Relativistic quantum mechanics

[Gigi]

I read in wikipedia the following:

'For example, the Schrödinger equation does not keep its written form under the coordinate transformations of special relativity; thus one might say that the Schrödinger equation is not covariant. By contrast, the Klein-Gordon equation and the Dirac equation take the same form in any coordinate frame of special relativity: thus, one might say that these equations are covariant. More properly, one should really say that the Klein-Gordon and Dirac equations are invariant, and that the Schrödinger equation is not, but this is not the dominant usage. '


Thus I have a question on the transition from quantum mechanics to relativistic quantum mechanics:

In non-relativistic quantum mechanics, if the Hamiltonian commutes with J, the angular momentum operator that is a generator of the SU(2) group, it will be rotationally invariant and after a rotation the system will still obey Schroedinger’s equation.

In relativistic quantum mechanics Schroedingers equation is replaced by the Klein Gordon and Dirac equations. Why?
Is it because the corresponding relativistic Hamiltonians in relativistic QM only commute with generators of the Lorentz group, while they do not commute with generators of the SU(2) group---leading to a lack of rotational invariance?

Is that why when we want to combine relativity with quantum mechanics, only a relativistic hamiltonian would work?

Please help---I am so confused :)!

Many thanks!

 

[malawi_glenn]

Well at first glance, the energy in SE is p^2/2m + V

This is non relativistic expression for energy, so here is the first "proof" that SE is not appropative in relativistic considerations of quantum physics.

 

[blechman]

The SE is invariant under rotations (assuming that it commutes with angular momentum, as you say) but it is NOT invariant under boosts! That's where the trouble comes in.

 

[Gigi]

OK, right that is why we need to replace SE.

One more point here that I still find unclear.
In non-relativistic QM SE is invariant with respect to rotations and translations, if it commutes with the generators of the relevant transformations. The group is SU(2), regarding the rotational symmetry of the non- relativistic Schroedinger equation.

Such a group cannot underline the rotational symmetries of anything relativistic, right?
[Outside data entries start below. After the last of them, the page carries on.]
use derive_more::{Display, From, Into};
use serde::{Deserialize, Deserializer, Serialize};
use time::OffsetDateTime;

/// Opaque bearer credential.
///
/// Held in process memory only. Deliberately not `Serialize` so it cannot be
/// written to disk-backed storage by accident, and `Debug` never prints it.
#[derive(Clone, PartialEq, Eq, Hash, Deserialize, From)]
#[serde(transparent)]
pub struct AccessToken(String);

impl AccessToken {
    #[must_use]
    pub fn new(token: impl Into<String>) -> Self {
        Self(token.into())
    }

    #[must_use]
    pub fn as_str(&self) -> &str {
        &self.0
    }
}

impl From<&str> for AccessToken {
    fn from(s: &str) -> Self {
        Self(s.to_owned())
    }
}

impl std::fmt::Debug for AccessToken {
    fn fmt(&self, f: &mut std::fmt::Formatter<'_>) -> std::fmt::Result {
        f.write_str("AccessToken([REDACTED])")
    }
}

/// Server-assigned user identifier (opaque string).
#[derive(Debug, Clone, PartialEq, Eq, Hash, Serialize, Deserialize, Display, From, Into)]
#[serde(transparent)]
pub struct UserId(pub String);

/// Role claimed by the identity endpoint.
#[derive(Debug, Clone, PartialEq, Eq, Hash, Serialize, Deserialize)]
#[serde(from = "String", into = "String")]
pub enum Role {
    Student,
    Admin,
    Instructor,
    Other(String),
}

impl Role {
    #[must_use]
    pub fn as_str(&self) -> &str {
        match self {
            Self::Student => "STUDENT",
            Self::Admin => "ADMIN",
            Self::Instructor => "INSTRUCTOR",
            Self::Other(s) => s,
        }
    }
}

impl From<String> for Role {
    fn from(s: String) -> Self {
        match s.as_str() {
            "STUDENT" => Self::Student,
            "ADMIN" => Self::Admin,
            "INSTRUCTOR" => Self::Instructor,
            _ => Self::Other(s),
        }
    }
}

impl From<Role> for String {
    fn from(r: Role) -> Self {
        r.as_str().to_owned()
    }
}

impl std::fmt::Display for Role {
    fn fmt(&self, f: &mut std::fmt::Formatter<'_>) -> std::fmt::Result {
        f.write_str(self.as_str())
    }
}

/// Identity returned by `GET /auth/me`.
#[derive(Debug, Clone, PartialEq, Deserialize)]
#[serde(rename_all = "camelCase")]
#[non_exhaustive]
pub struct User {
    pub id: UserId,
    pub email: String,
    #[serde(default)]
    pub full_name: String,
    #[serde(default)]
    pub first_name: Option<String>,
    #[serde(default)]
    pub last_name: Option<String>,
    #[serde(default)]
    pub phone_number: Option<String>,
    pub role: Role,
    #[serde(default)]
    pub is_email_verified: Option<bool>,
    /// Outer `None`: field absent. `Some(None)`: present but null.
    #[serde(default, deserialize_with = "present_rfc3339")]
    pub email_verified_at: Option<Option<OffsetDateTime>>,
}

impl User {
    /// Fill derived fields the backend may leave out.
    ///
    /// `full_name` falls back to `"{first} {last}"`; `is_email_verified`
    /// falls back to whether `emailVerifiedAt` is set, when that field was sent.
    #[must_use]
    pub fn normalized(mut self) -> Self {
        if self.full_name.is_empty() && (self.first_name.is_some() || self.last_name.is_some()) {
            let first = self.first_name.as_deref().unwrap_or("");
            let last = self.last_name.as_deref().unwrap_or("");
            self.full_name = format!("{first} {last}").trim().to_owned();
        }
        if self.is_email_verified.is_none() {
            self.is_email_verified = self.email_verified_at.map(|at| at.is_some());
        }
        self
    }
}

fn present_rfc3339<'de, D>(d: D) -> Result<Option<Option<OffsetDateTime>>, D::Error>
where
    D: Deserializer<'de>,
{
    time::serde::rfc3339::option::deserialize(d).map(Some)
}

/// Three-state session lifecycle.
#[derive(Debug, Clone, Copy, PartialEq, Eq, Hash, Default, Display)]
pub enum LifecycleStatus {
    #[default]
    #[display("initializing")]
    Initializing,
    #[display("authenticated")]
    Authenticated,
    #[display("guest")]
    Guest,
}

impl LifecycleStatus {
    /// Bootstrap has settled one way or the other.
    #[must_use]
    pub fn is_ready(self) -> bool {
        self != Self::Initializing
    }
}

/// Standard `{ "data": ... }` response wrapper.
#[derive(Debug, Clone, Deserialize)]
pub struct Envelope<T> {
    pub data: T,
}

/// Body of token-issuing endpoints (`/auth/login`, `/auth/refresh`).
#[derive(Debug, Clone, Deserialize)]
#[serde(rename_all = "camelCase")]
pub struct TokenPayload {
    pub access_token: Option<AccessToken>,
}
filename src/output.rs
//! Output formatting and styling module.
//!
//! Centralizes terminal output for the command-line front end: colored
//! status lines, the progress bar style, and the per-category summary table.

use colored::*;
use indicatif::{ProgressBar, ProgressStyle};
use std::collections::BTreeMap;

/// Manages all CLI output with consistent styling and formatting.
///
/// This struct provides methods for:
/// - Success messages (green with ✓)
/// - Error messages (red with ✗)
/// - Warning messages (yellow with ⚠)
/// - Info messages (cyan)
/// - Progress bars for a run
/// - Summary tables with per-category counts
pub struct OutputFormatter;

impl OutputFormatter {
    /// Prints a success message in green with a checkmark.
    ///
    /// # Example
    ///
    /// ```no_run
    /// use dirclean::output::OutputFormatter;
    /// OutputFormatter::success("Directory organized");
    /// ```
    pub fn success(message: &str) {
        println!("{} {}", "✓".green(), message);
    }

    /// Prints an error message in red with an X mark.
    pub fn error(message: &str) {
        eprintln!("{} {}", "✗".red(), message);
    }

    /// Prints a warning message in yellow with a warning symbol.
    pub fn warning(message: &str) {
        eprintln!("{} {}", "⚠".yellow(), message);
    }

    /// Prints an info message in cyan.
    pub fn info(message: &str) {
        println!("{}", message.cyan());
    }

    /// Prints a section header.
    pub fn header(header: &str) {
        println!("\n{}", header.bold());
    }

    /// Creates a progress bar sized to the number of entries in a run.
    ///
    /// # Example
    ///
    /// ```no_run
    /// use dirclean::output::OutputFormatter;
    /// let pb = OutputFormatter::create_progress_bar(100);
    /// pb.inc(1);
    /// pb.finish_with_message("done");
    /// ```
    pub fn create_progress_bar(total: u64) -> ProgressBar {
        let style = ProgressStyle::default_bar()
            .template("{spinner:.cyan} [{bar:40.cyan/blue}] {pos}/{len} {msg}")
            .unwrap_or_else(|_| ProgressStyle::default_bar())
            .progress_chars("█▓░");
        let pb = ProgressBar::new(total);
        pb.set_style(style);
        pb
    }

    /// Prints a summary table of files per category.
    ///
    /// # Example
    ///
    /// ```no_run
    /// use dirclean::output::OutputFormatter;
    /// use std::collections::BTreeMap;
    ///
    /// let mut counts = BTreeMap::new();
    /// counts.insert("Documents".to_string(), 15);
    /// counts.insert("Images".to_string(), 8);
    /// OutputFormatter::summary_table(&counts, 23);
    /// ```
    pub fn summary_table(category_counts: &BTreeMap<String, usize>, total_files: usize) {
        Self::header("SUMMARY");

        let width = category_counts
            .keys()
            .map(|name| name.len())
            .max()
            .unwrap_or(0)
            .max("Category".len());

        println!(
            "{:<width$} | {}",
            "Category".bold(),
            "Files".bold(),
            width = width
        );
        println!("{}", "-".repeat(width + 10));

        for (category, count) in category_counts {
            println!(
                "{:<width$} | {} {}",
                category,
                count.to_string().green(),
                plural_files(*count),
                width = width
            );
        }

        println!("{}", "-".repeat(width + 10));
        println!(
            "{:<width$} | {} {}",
            "Total".bold(),
            total_files.to_string().green().bold(),
            plural_files(total_files),
            width = width
        );
    }

    /// Prints a dry-run notice message.
    pub fn dry_run_notice(message: &str) {
        println!("{}", format!("[DRY RUN] {}", message).yellow());
    }
}

/// "file" or "files" depending on the count.
pub fn plural_files(count: usize) -> &'static str {
    if count == 1 { "file" } else { "files" }
}

#[cfg(test)]
mod tests {
    use super::*;

    #[test]
    fn test_plural_files() {
        assert_eq!(plural_files(0), "files");
        assert_eq!(plural_files(1), "file");
        assert_eq!(plural_files(2), "files");
    }

    #[test]
    fn test_progress_bar_length() {
        let pb = OutputFormatter::create_progress_bar(7);
        assert_eq!(pb.length(), Some(7));
        pb.finish_and_clear();
    }
}
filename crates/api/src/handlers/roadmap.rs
//! Public roadmap chart data.

use axum::extract::{Query, State};
use axum::Json;
use chrono::Utc;
use tracker_core::roadmap::{build_roadmap, resolve_chart_year, RoadmapAction, RoadmapPayload};
use tracker_db::repositories::ActionRepo;

use crate::error::AppResult;
use crate::query::RoadmapParams;
use crate::state::AppState;

/// GET /api/v1/roadmap?year=
///
/// An invalid or out-of-range year silently falls back to the default year.
pub async fn get_roadmap(
    State(state): State<AppState>,
    Query(params): Query<RoadmapParams>,
) -> AppResult<Json<RoadmapPayload>> {
    let today = Utc::now().date_naive();
    let year = resolve_chart_year(params.year.as_deref(), today);

    let actions: Vec<RoadmapAction> = ActionRepo::roadmap_candidates(&state.pool, year)
        .await?
        .into_iter()
        .map(RoadmapAction::from)
        .collect();

    Ok(Json(build_roadmap(&actions, year, today)))
}
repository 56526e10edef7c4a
//! Route definitions for the editorial `/admin` API.
//!
//! Role checks live in the handler extractors.

use axum::routing::{get, post};
use axum::Router;

use crate::handlers::{admin_actions, objectives, themes, users};
use crate::state::AppState;

/// Routes mounted at `/admin`.
///
/// ```text
/// GET, POST          /themes            -> list_themes, create_theme
/// GET, PUT, DELETE   /themes/{id}       -> get_theme, update_theme, delete_theme
/// GET, POST          /objectives        -> list_objectives, create_objective
/// GET, PUT, DELETE   /objectives/{id}   -> get_objective, update_objective, delete_objective
/// GET, POST          /actions           -> list_actions, create_action
/// GET, PUT, DELETE   /actions/{id}      -> get_action, update_action, delete_action
/// GET, POST          /users             -> list_users, create_user
/// GET, DELETE        /users/{id}        -> get_user, deactivate_user
/// POST               /users/{id}/reset-password -> reset_password
/// ```
pub fn router() -> Router<AppState> {
    Router::new()
        .route(
            "/themes",
            get(themes::list_themes).post(themes::create_theme),
        )
        .route(
            "/themes/{id}",
            get(themes::get_theme)
                .put(themes::update_theme)
                .delete(themes::delete_theme),
        )
        .route(
            "/objectives",
            get(objectives::list_objectives).post(objectives::create_objective),
        )
        .route(
            "/objectives/{id}",
            get(objectives::get_objective)
                .put(objectives::update_objective)
                .delete(objectives::delete_objective),
        )
        .route(
            "/actions",
            get(admin_actions::list_actions).post(admin_actions::create_action),
        )
        .route(
            "/actions/{id}",
            get(admin_actions::get_action)
                .put(admin_actions::update_action)
                .delete(admin_actions::delete_action),
        )
        .route("/users", get(users::list_users).post(users::create_user))
        .route(
            "/users/{id}",
            get(users::get_user).delete(users::deactivate_user),
        )
        .route("/users/{id}/reset-password", post(users::reset_password))
}
//! Handlers for the `/auth` resource (login, current user).

use axum::extract::State;
use axum::Json;
use serde::{Deserialize, Serialize};
use tracker_core::error::CoreError;
use tracker_db::models::user::UserResponse;
use tracker_db::repositories::UserRepo;

use crate::auth::jwt::generate_access_token;
use crate::auth::password::verify_password;
use crate::error::{AppError, AppResult};
use crate::middleware::auth::AuthUser;
use crate::response::DataResponse;
use crate::state::AppState;

// ---------------------------------------------------------------------------
// Request / response types
// ---------------------------------------------------------------------------

/// Request body for `POST /auth/login`.
#[derive(Debug, Deserialize)]
pub struct LoginRequest {
    pub username: String,
    pub password: String,
}

/// Successful login response.
#[derive(Debug, Serialize)]
pub struct AuthResponse {
    pub access_token: String,
    /// Access token lifetime in seconds.
    pub expires_in: i64,
    pub user: UserResponse,
}

// ---------------------------------------------------------------------------
// Handlers
// ---------------------------------------------------------------------------

/// POST /api/v1/auth/login
///
/// Authenticate with username + password and return an access token.
pub async fn login(
    State(state): State<AppState>,
    Json(input): Json<LoginRequest>,
) -> AppResult<Json<AuthResponse>> {
    let invalid = || {
        AppError::Core(CoreError::Unauthorized(
            "Invalid username or password".into(),
        ))
    };

    let user = UserRepo::find_by_username(&state.pool, &input.username)
        .await?
        .ok_or_else(invalid)?;

    if !user.is_active {
        return Err(AppError::Core(CoreError::Forbidden(
            "Account is deactivated".into(),
        )));
    }

    let password_valid = verify_password(&input.password, &user.password_hash)
        .map_err(|e| AppError::InternalError(format!("Password verification error: {e}")))?;
    if !password_valid {
        tracing::info!(username = %input.username, "Rejected login attempt");
        return Err(invalid());
    }

    let access_token = generate_access_token(user.id, user.role(), &state.config.jwt)
        .map_err(|e| AppError::InternalError(format!("Token generation error: {e}")))?;

    tracing::info!(user_id = user.id, role = user.role(), "User logged in");

    Ok(Json(AuthResponse {
        access_token,
        expires_in: state.config.jwt.access_token_expiry_mins * 60,
        user: UserResponse::from(&user),
    }))
}

/// GET /api/v1/auth/me
///
/// The account behind the bearer token.
pub async fn me(
    auth_user: AuthUser,
    State(state): State<AppState>,
) -> AppResult<Json<DataResponse<UserResponse>>> {
    let user = UserRepo::find_by_id(&state.pool, auth_user.user_id)
        .await?
        .ok_or_else(|| AppError::Core(CoreError::Unauthorized("User no longer exists".into())))?;

    Ok(Json(DataResponse {
        data: UserResponse::from(&user),
    }))
}
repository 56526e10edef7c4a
pub mod admin;
pub mod auth;
pub mod health;
pub mod public;

use axum::Router;

use crate::state::AppState;

/// Build the `/api/v1` route tree.
///
/// Route hierarchy:
///
/// ```text
/// /actions                                 status listing (public)
/// /actions/filter/{status}                 status listing, status in path
/// /themes/{id}/details                     theme details modal (public)
/// /roadmap                                 roadmap chart data (public)
///
/// /auth/login                              login (public)
/// /auth/me                                 current user (requires auth)
///
/// /admin/themes                            list (editor), create (superuser)
/// /admin/themes/{id}                       get (editor), update, delete
/// /admin/objectives                        list (editor), create (superuser)
/// /admin/objectives/{id}                   get (editor), update, delete
/// /admin/actions                           list (editor), create (superuser)
/// /admin/actions/{id}                      get, update (editor), delete
/// /admin/users                             list, create (superuser)
/// /admin/users/{id}                        get, deactivate (superuser)
/// /admin/users/{id}/reset-password         reset password (superuser)
/// ```
pub fn api_routes() -> Router<AppState> {
    Router::new()
        .merge(public::router())
        .nest("/auth", auth::router())
        .nest("/admin", admin::router())
}
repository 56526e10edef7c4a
//! Create the first superuser from the environment on startup.
//!
//! | Env Var               | Required | Notes                               |
//! |-----------------------|----------|-------------------------------------|
//! | `BOOTSTRAP_USERNAME`  | no       | Nothing happens when unset          |
//! | `BOOTSTRAP_PASSWORD`  | with it  | At least 12 characters              |
//! | `BOOTSTRAP_EMAIL`     | no       | Defaults to an empty address        |
//!
//! An existing account with the same username is left untouched.

use tracker_db::models::user::CreateUser;
use tracker_db::repositories::UserRepo;
use tracker_db::DbPool;

use crate::auth::password::{hash_password, validate_password_strength};

/// Settings for the bootstrap account.
#[derive(Debug, Clone)]
pub struct BootstrapUser {
    pub username: String,
    pub password: String,
    pub email: String,
}

impl BootstrapUser {
    /// Returns `None` when `BOOTSTRAP_USERNAME` is not set.
    pub fn from_env() -> Option<Self> {
        let username = std::env::var("BOOTSTRAP_USERNAME")
            .ok()
            .filter(|u| !u.trim().is_empty())?;
        Some(Self {
            username,
            password: std::env::var("BOOTSTRAP_PASSWORD").unwrap_or_default(),
            email: std::env::var("BOOTSTRAP_EMAIL").unwrap_or_default(),
        })
    }
}

/// Outcome of [`ensure_superuser`].
#[derive(Debug, Clone, Copy, PartialEq, Eq)]
pub enum BootstrapOutcome {
    Created,
    AlreadyExists,
}

#[derive(Debug, thiserror::Error)]
pub enum BootstrapError {
    #[error("{0}")]
    WeakPassword(String),
    #[error("password hashing failed: {0}")]
    Hash(String),
    #[error(transparent)]
    Database(#[from] sqlx::Error),
}

/// Create `user` as an active superuser unless the username is taken.
pub async fn ensure_superuser(
    pool: &DbPool,
    user: &BootstrapUser,
) -> Result<BootstrapOutcome, BootstrapError> {
    if UserRepo::find_by_username(pool, &user.username).await?.is_some() {
        return Ok(BootstrapOutcome::AlreadyExists);
    }
    validate_password_strength(&user.password).map_err(BootstrapError::WeakPassword)?;
    let password_hash =
        hash_password(&user.password).map_err(|e| BootstrapError::Hash(e.to_string()))?;

    let created = UserRepo::create(
        pool,
        &CreateUser {
            username: user.username.clone(),
            email: user.email.clone(),
            password_hash,
            is_superuser: true,
        },
    )
    .await?;
    tracing::info!(user_id = created.id, username = %created.username, "Bootstrap superuser created");
    Ok(BootstrapOutcome::Created)
}
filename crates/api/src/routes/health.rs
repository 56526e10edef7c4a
use axum::extract::State;
use axum::{routing::get, Json, Router};
use serde::Serialize;

use crate::state::AppState;

/// Health check response payload.
#[derive(Serialize)]
pub struct HealthResponse {
    /// `"ok"`, or `"degraded"` when the database is unreachable.
    pub status: &'static str,
    pub version: &'static str,
    pub db_healthy: bool,
}

/// GET /health
async fn health_check(State(state): State<AppState>) -> Json<HealthResponse> {
    let db_healthy = tracker_db::health_check(&state.pool).await.is_ok();

    Json(HealthResponse {
        status: if db_healthy { "ok" } else { "degraded" },
        version: env!("CARGO_PKG_VERSION"),
        db_healthy,
    })
}

/// Mounted at the root, outside `/api/v1`.
pub fn router() -> Router<AppState> {
    Router::new().route("/health", get(health_check))
}
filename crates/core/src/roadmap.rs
//! Roadmap chart aggregation.
//!
//! Buckets approved Actions by month of a single year along three disjoint
//! dimensions:
//!
//! - **started**: `progress_started_at` falls in the month.
//! - **continued**: `updated_at` falls in the month and the Action started
//!   before the year (or has no recorded start).
//! - **completed**: status is COMPLETED and `updated_at` falls in the month.
//!
//! The in-progress series is derived as started + continued. An Action that
//! started in the chart year is only ever counted as started, so the two
//! never overlap.
//!
//! Everything here is a pure function of the candidate rows, the requested
//! year and today's date, so the initial page render and the "change year"
//! refresh share one code path.

use chrono::Datelike;
use serde::Serialize;

use crate::action_status::ActionStatus;
use crate::types::{Date, Timestamp};

// ---------------------------------------------------------------------------
// Constants
// ---------------------------------------------------------------------------

/// First year of the strategy pilot; earlier years are not selectable.
pub const PILOT_START_YEAR: i32 = 2024;

/// The default chart year never falls before this year.
pub const DEFAULT_YEAR_FLOOR: i32 = 2026;

pub const MONTH_LABELS_EN: [&str; 12] = [
    "January",
    "February",
    "March",
    "April",
    "May",
    "June",
    "July",
    "August",
    "September",
    "October",
    "November",
    "December",
];

pub const MONTH_LABELS_GA: [&str; 12] = [
    "Eanáir",
    "Feabhra",
    "Márta",
    "Aibreán",
    "Bealtaine",
    "Meitheamh",
    "Iúil",
    "Lúnasa",
    "Meán Fómhair",
    "Deireadh Fómhair",
    "Samhain",
    "Nollaig",
];

/// Twelve monthly counts, January first.
pub type MonthlySeries = [i64; 12];

// ---------------------------------------------------------------------------
// Year resolution
// ---------------------------------------------------------------------------

/// The year shown when none (or an invalid one) is requested.
pub fn default_chart_year(today: Date) -> i32 {
    today.year().max(DEFAULT_YEAR_FLOOR)
}

/// Resolve the `?year=` parameter.
///
/// Missing, unparseable, pre-pilot and future years all silently fall back
/// to [`default_chart_year`].
pub fn resolve_chart_year(param: Option<&str>, today: Date) -> i32 {
    let default = default_chart_year(today);
    match param.and_then(|raw| raw.trim().parse::<i32>().ok()) {
        Some(year) if (PILOT_START_YEAR..=today.year()).contains(&year) => year,
        _ => default,
    }
}

/// Selectable years, pilot start through the current year inclusive.
pub fn year_options(today: Date) -> Vec<i32> {
    (PILOT_START_YEAR..=today.year()).collect()
}

// ---------------------------------------------------------------------------
// Aggregation
// ---------------------------------------------------------------------------

/// The fields of an Action the roadmap needs.
#[derive(Debug, Clone, PartialEq, Eq)]
pub struct RoadmapAction {
    pub status: ActionStatus,
    pub is_approved: bool,
    pub progress_started_at: Option<Date>,
    pub updated_at: Timestamp,
}

/// The three disjoint monthly series for one year.
#[derive(Debug, Clone, Copy, Default, PartialEq, Eq)]
pub struct RoadmapSeries {
    pub started: MonthlySeries,
    pub continued: MonthlySeries,
    pub completed: MonthlySeries,
}

impl RoadmapSeries {
    /// Started + continued, month by month.
    pub fn in_progress(&self) -> MonthlySeries {
        std::array::from_fn(|m| self.started[m] + self.continued[m])
    }
}

/// Month index (0 = January) of `date` if it falls in `year`.
fn month_in_year(date: Date, year: i32) -> Option<usize> {
    (date.year() == year).then(|| date.month0() as usize)
}

/// Count approved Actions into the started / continued / completed series.
pub fn aggregate(actions: &[RoadmapAction], year: i32) -> RoadmapSeries {
    let mut series = RoadmapSeries::default();

    for action in actions.iter().filter(|a| a.is_approved) {
        let started_in = action.progress_started_at;

        if let Some(m) = started_in.and_then(|d| month_in_year(d, year)) {
            series.started[m] += 1;
        }

        let updated_month = month_in_year(action.updated_at.date_naive(), year);
        if let Some(m) = updated_month {
            let started_before_year = started_in.is_none_or(|d| d.year() < year);
            if started_before_year {
                series.continued[m] += 1;
            }
            if action.status == ActionStatus::Completed {
                series.completed[m] += 1;
            }
        }
    }

    series
}

// ---------------------------------------------------------------------------
// Payload
// ---------------------------------------------------------------------------

/// Chart payload returned by `GET /roadmap`.
#[derive(Debug, Clone, PartialEq, Eq, Serialize)]
pub struct RoadmapPayload {
    pub chart_year: i32,
    pub chart_labels_en: [&'static str; 12],
    pub chart_labels_ga: [&'static str; 12],
    pub chart_data_completed: MonthlySeries,
    pub chart_data_in_progress: MonthlySeries,
    pub chart_data_started: MonthlySeries,
    pub chart_data_continued: MonthlySeries,
    pub completed_total_year: i64,
    pub in_progress_total_year: i64,
    pub started_total_year: i64,
    pub continued_total_year: i64,
    pub year_options: Vec<i32>,
}

/// Build the payload for an already-resolved `year`.
pub fn build_roadmap(actions: &[RoadmapAction], year: i32, today: Date) -> RoadmapPayload {
    let series = aggregate(actions, year);
    let in_progress = series.in_progress();

    RoadmapPayload {
        chart_year: year,
        chart_labels_en: MONTH_LABELS_EN,
        chart_labels_ga: MONTH_LABELS_GA,
        chart_data_completed: series.completed,
        chart_data_in_progress: in_progress,
        chart_data_started: series.started,
        chart_data_continued: series.continued,
        completed_total_year: series.completed.iter().sum(),
        in_progress_total_year: in_progress.iter().sum(),
        started_total_year: series.started.iter().sum(),
        continued_total_year: series.continued.iter().sum(),
        year_options: year_options(today),
    }
}

// ---------------------------------------------------------------------------
// Tests
// ---------------------------------------------------------------------------
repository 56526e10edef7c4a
//! Route definitions for the `/auth` resource.

use axum::routing::{get, post};
use axum::Router;

use crate::handlers::auth;
use crate::state::AppState;

/// Routes mounted at `/auth`.
///
/// ```text
/// POST /login    -> login
/// GET  /me       -> me (requires auth)
/// ```
pub fn router() -> Router<AppState> {
    Router::new()
        .route("/login", post(auth::login))
        .route("/me", get(auth::me))
}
The rotational symmetries in a relativistic context can only be dealt with Lorentz transforms, which rotational and translational symmetries together by the Poincare group. Right?

 

[blechman]

(special) relativistic theories have a SO(3,1) symmetry group consisting of rotations and boosts, yes.

 

[Gigi]

Hi...sorry I did not get what you wrote. Is what I said true?

Is the SO(3,1) group the Poincare group? Thanks:)

 

[strangerep]

In non-relativistic QM SE is invariant with respect to rotations and translations, if it commutes with the generators of the relevant transformations. The group is SU(2), regarding the rotational symmetry of the non-relativistic Schroedinger equation.

Such a group cannot underline the rotational symmetries of anything relativistic, right?

The rotational symmetries in a relativistic context can only be dealt with Lorentz transforms, which rotational and translational symmetries together by the Poincare group. Right?

SO(3) or SU(2) arise in a relativistic context when one considers the degrees of freedom
of a massive particle at rest. This is actually part of the standard method by which one
classifies what types of elementary particles can exist under the Poincare group.
(This is called "finding the unitary irreducible representations" of the Poincare group.)
The procedure starts by finding all the operators that commute with the Poincare
group generators. These operators are called "Casimir" operators. For the Poincare
algebra, there are only two: the "mass-squared" operator $P^2 = P_0^2 - P_i^2$,
and "covariant-spin-squared" operator $W^2$ which I won't write out in full here.

The eigenvalues of these operators classify the types of elementary particles
(because a particle with one distinct set of these eigenvalues can never have a
different set under Poincare transformations - because the Casimir operators
commute with all Poincare generators).

The Klein-Gordon and Dirac equations are just different ways of writing the
mass-squared Casimir equation above, when represented in particular Hilbert
spaces. For a massive particle, we can find the possible values of spin by
analyzing things in the rest frame, where the only remaining degrees of
freedom are expressed by ordinary rotations, i.e., SO(3) (or its double-cover SU(2)).

Similarly, the Schroedinger equation expresses a Casimir operator from
a different (non-relativistic, i.e., non-Poincare) group.

Is the SO(3,1) group the Poincare group?

SO(3,1) is the Lorentz group (also called the homogeneous Lorentz
group). The Poincare group is the Lorentz group, together with
translations in space and time (and is sometimes called the
inhomogeneous Lorentz group).[BTW, this thread should probably be in the quantum physics forum.]